**Instructions to follow:**
Below are the entries. Transcribe exactly the lines from the one with "wrapper over russh." through the one with "agent authentication first", ends included, and leave out all others.

[Material for this exercise]

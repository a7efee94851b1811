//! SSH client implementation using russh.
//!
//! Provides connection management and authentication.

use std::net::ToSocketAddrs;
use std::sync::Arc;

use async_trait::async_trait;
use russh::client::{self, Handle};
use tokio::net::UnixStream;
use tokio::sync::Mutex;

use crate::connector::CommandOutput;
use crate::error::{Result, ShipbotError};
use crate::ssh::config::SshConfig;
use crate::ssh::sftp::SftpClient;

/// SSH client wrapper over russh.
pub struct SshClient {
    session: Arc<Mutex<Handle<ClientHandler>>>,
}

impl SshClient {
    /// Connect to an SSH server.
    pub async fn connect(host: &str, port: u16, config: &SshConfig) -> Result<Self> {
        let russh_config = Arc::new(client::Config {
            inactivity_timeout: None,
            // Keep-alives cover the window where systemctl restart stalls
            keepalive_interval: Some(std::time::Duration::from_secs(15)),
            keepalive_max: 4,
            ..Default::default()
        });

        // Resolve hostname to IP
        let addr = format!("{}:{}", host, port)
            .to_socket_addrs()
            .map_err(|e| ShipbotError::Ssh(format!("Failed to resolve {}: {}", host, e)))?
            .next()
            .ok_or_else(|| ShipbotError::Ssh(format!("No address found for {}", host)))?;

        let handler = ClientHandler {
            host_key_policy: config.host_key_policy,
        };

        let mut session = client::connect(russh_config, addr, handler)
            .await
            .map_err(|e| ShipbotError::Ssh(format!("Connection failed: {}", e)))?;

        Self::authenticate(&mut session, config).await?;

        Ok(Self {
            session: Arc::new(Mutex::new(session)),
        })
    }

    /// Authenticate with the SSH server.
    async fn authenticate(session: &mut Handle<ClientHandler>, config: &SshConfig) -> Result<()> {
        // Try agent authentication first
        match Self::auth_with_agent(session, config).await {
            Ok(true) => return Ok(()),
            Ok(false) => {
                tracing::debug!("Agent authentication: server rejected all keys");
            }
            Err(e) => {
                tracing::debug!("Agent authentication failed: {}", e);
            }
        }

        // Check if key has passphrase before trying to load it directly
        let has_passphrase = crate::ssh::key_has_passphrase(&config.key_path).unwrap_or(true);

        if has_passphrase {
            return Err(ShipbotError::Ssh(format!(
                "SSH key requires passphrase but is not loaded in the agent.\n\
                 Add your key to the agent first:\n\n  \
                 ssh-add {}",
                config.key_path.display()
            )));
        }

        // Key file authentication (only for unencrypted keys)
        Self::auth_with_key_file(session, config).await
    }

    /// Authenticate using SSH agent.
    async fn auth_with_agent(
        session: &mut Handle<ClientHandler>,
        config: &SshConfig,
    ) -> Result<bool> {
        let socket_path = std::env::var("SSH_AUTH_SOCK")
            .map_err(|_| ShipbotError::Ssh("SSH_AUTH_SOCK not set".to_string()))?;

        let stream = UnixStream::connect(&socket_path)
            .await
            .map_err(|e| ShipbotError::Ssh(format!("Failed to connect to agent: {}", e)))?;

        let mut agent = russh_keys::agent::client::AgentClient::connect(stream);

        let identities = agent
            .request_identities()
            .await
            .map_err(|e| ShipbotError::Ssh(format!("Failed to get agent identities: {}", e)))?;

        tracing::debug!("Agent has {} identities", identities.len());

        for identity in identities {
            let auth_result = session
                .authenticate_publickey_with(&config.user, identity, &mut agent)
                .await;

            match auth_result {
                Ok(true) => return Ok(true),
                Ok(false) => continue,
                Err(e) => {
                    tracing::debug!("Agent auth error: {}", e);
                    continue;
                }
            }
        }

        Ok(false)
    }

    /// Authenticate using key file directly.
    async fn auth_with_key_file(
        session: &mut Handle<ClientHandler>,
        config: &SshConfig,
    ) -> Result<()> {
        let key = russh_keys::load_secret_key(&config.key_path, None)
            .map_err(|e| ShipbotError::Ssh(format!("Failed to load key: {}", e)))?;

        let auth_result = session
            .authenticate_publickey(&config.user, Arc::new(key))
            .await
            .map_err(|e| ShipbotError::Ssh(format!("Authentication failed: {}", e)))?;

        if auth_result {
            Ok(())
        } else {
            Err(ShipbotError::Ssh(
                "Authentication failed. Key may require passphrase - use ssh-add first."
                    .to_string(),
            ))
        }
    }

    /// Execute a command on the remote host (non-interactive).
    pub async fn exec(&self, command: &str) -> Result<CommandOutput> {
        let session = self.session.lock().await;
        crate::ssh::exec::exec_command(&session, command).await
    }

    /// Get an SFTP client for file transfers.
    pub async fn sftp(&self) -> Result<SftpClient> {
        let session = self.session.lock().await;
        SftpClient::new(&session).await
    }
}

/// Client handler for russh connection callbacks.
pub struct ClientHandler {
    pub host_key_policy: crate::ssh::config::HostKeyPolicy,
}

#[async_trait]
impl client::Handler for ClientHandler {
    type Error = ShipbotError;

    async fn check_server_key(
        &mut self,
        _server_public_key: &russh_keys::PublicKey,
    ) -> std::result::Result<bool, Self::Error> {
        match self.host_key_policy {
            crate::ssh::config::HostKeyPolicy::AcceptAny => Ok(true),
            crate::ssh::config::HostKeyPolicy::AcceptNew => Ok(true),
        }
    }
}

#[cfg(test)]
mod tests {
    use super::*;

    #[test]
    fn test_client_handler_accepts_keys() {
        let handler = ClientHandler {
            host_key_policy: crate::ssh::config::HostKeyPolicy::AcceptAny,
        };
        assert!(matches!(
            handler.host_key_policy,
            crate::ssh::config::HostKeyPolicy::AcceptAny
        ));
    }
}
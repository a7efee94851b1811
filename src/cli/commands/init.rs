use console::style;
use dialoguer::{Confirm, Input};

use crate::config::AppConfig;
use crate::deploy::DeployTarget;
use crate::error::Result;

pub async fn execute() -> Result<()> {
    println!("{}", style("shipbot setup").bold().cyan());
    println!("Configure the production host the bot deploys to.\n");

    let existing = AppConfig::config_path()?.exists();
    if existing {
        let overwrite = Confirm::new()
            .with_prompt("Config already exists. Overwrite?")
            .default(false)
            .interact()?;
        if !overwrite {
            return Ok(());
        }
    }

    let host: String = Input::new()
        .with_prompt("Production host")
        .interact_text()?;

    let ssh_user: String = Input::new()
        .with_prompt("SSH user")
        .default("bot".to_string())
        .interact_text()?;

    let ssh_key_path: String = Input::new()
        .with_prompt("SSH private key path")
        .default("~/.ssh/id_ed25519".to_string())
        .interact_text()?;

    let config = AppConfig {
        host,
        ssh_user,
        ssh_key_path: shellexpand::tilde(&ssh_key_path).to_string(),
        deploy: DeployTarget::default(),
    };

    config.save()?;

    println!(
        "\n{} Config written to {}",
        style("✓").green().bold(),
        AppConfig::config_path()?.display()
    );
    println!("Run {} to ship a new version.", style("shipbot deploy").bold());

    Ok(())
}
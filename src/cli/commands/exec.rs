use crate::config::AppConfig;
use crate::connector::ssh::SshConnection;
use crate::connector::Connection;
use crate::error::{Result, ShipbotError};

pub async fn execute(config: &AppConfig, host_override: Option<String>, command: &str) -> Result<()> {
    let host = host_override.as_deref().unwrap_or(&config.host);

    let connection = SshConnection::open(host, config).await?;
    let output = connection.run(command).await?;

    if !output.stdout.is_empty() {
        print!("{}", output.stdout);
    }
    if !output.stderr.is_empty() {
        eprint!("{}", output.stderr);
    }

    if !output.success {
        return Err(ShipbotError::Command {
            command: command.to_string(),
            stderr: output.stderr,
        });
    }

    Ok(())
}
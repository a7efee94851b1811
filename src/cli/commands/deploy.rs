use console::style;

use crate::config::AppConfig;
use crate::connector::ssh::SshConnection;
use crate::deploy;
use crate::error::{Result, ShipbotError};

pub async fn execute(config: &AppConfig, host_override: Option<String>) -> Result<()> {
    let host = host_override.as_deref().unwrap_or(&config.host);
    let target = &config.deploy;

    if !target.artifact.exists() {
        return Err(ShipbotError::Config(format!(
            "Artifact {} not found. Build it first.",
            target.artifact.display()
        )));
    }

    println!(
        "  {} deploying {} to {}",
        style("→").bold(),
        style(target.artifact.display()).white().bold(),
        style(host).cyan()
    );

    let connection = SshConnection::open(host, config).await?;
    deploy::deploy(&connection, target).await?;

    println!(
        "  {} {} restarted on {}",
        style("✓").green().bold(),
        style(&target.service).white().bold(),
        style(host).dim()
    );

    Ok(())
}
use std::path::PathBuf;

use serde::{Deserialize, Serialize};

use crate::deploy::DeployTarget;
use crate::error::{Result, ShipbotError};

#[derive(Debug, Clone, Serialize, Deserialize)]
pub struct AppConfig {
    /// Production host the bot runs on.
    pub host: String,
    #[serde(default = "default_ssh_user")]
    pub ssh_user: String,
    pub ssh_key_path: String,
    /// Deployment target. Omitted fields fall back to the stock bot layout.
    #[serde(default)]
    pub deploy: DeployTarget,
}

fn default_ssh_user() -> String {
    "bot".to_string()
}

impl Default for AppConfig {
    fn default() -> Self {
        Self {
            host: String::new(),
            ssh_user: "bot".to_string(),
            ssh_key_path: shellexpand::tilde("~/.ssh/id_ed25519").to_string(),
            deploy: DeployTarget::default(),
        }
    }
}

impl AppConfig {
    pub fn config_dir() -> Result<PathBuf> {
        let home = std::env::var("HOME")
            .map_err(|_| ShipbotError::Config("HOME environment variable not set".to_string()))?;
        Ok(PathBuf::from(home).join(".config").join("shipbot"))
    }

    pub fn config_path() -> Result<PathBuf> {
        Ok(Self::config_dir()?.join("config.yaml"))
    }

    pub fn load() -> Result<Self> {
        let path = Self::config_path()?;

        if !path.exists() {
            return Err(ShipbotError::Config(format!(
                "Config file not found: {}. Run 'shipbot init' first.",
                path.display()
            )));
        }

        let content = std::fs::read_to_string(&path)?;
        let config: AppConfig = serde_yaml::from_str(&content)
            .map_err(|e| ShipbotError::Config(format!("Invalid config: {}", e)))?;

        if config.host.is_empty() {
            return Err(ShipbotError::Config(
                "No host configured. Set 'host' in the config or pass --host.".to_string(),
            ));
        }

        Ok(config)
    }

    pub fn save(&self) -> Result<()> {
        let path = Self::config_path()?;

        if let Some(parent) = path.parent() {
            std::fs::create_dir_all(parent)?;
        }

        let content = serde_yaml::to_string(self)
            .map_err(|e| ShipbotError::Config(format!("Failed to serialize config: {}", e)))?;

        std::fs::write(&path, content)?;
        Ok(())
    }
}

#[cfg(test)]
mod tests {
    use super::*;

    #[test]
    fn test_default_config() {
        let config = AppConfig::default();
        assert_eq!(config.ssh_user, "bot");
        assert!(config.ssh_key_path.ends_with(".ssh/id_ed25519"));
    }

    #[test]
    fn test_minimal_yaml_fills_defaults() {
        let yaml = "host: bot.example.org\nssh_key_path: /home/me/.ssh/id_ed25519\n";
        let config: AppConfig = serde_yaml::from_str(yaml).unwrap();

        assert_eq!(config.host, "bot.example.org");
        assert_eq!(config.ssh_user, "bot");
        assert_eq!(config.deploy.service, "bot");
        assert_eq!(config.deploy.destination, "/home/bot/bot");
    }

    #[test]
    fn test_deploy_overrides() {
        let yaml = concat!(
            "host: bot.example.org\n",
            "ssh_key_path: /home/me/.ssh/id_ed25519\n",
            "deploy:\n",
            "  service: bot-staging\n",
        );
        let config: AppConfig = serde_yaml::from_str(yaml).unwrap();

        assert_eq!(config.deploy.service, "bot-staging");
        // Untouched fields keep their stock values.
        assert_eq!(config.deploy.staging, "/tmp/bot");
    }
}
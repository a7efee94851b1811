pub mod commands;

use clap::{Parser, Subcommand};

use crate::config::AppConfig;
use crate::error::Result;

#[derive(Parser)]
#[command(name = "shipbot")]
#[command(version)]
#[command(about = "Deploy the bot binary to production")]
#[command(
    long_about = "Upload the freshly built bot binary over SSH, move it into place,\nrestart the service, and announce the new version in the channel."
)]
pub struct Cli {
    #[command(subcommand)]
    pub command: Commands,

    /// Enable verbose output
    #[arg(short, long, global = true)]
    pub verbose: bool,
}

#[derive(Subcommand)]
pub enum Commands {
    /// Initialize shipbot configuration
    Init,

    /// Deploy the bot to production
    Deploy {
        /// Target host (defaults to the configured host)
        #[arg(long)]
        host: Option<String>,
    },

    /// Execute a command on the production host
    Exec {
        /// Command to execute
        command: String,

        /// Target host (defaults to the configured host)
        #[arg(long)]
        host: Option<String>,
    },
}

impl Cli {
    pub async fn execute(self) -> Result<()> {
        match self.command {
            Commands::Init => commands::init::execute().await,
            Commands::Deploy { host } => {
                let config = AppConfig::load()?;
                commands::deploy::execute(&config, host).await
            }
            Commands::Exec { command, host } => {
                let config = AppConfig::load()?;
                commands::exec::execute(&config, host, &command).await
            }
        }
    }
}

[/Material for this exercise]

**Answer to the exercise:**
/// SSH client wrapper over russh.
pub struct SshClient {
    session: Arc<Mutex<Handle<ClientHandler>>>,
}

impl SshClient {
    /// Connect to an SSH server.
    pub async fn connect(host: &str, port: u16, config: &SshConfig) -> Result<Self> {
        let russh_config = Arc::new(client::Config {
            inactivity_timeout: None,
            // Keep-alives cover the window where systemctl restart stalls
            keepalive_interval: Some(std::time::Duration::from_secs(15)),
            keepalive_max: 4,
            ..Default::default()
        });

        // Resolve hostname to IP
        let addr = format!("{}:{}", host, port)
            .to_socket_addrs()
            .map_err(|e| ShipbotError::Ssh(format!("Failed to resolve {}: {}", host, e)))?
            .next()
            .ok_or_else(|| ShipbotError::Ssh(format!("No address found for {}", host)))?;

        let handler = ClientHandler {
            host_key_policy: config.host_key_policy,
        };

        let mut session = client::connect(russh_config, addr, handler)
            .await
            .map_err(|e| ShipbotError::Ssh(format!("Connection failed: {}", e)))?;

        Self::authenticate(&mut session, config).await?;

        Ok(Self {
            session: Arc::new(Mutex::new(session)),
        })
    }

    /// Authenticate with the SSH server.
    async fn authenticate(session: &mut Handle<ClientHandler>, config: &SshConfig) -> Result<()> {
        // Try agent authentication first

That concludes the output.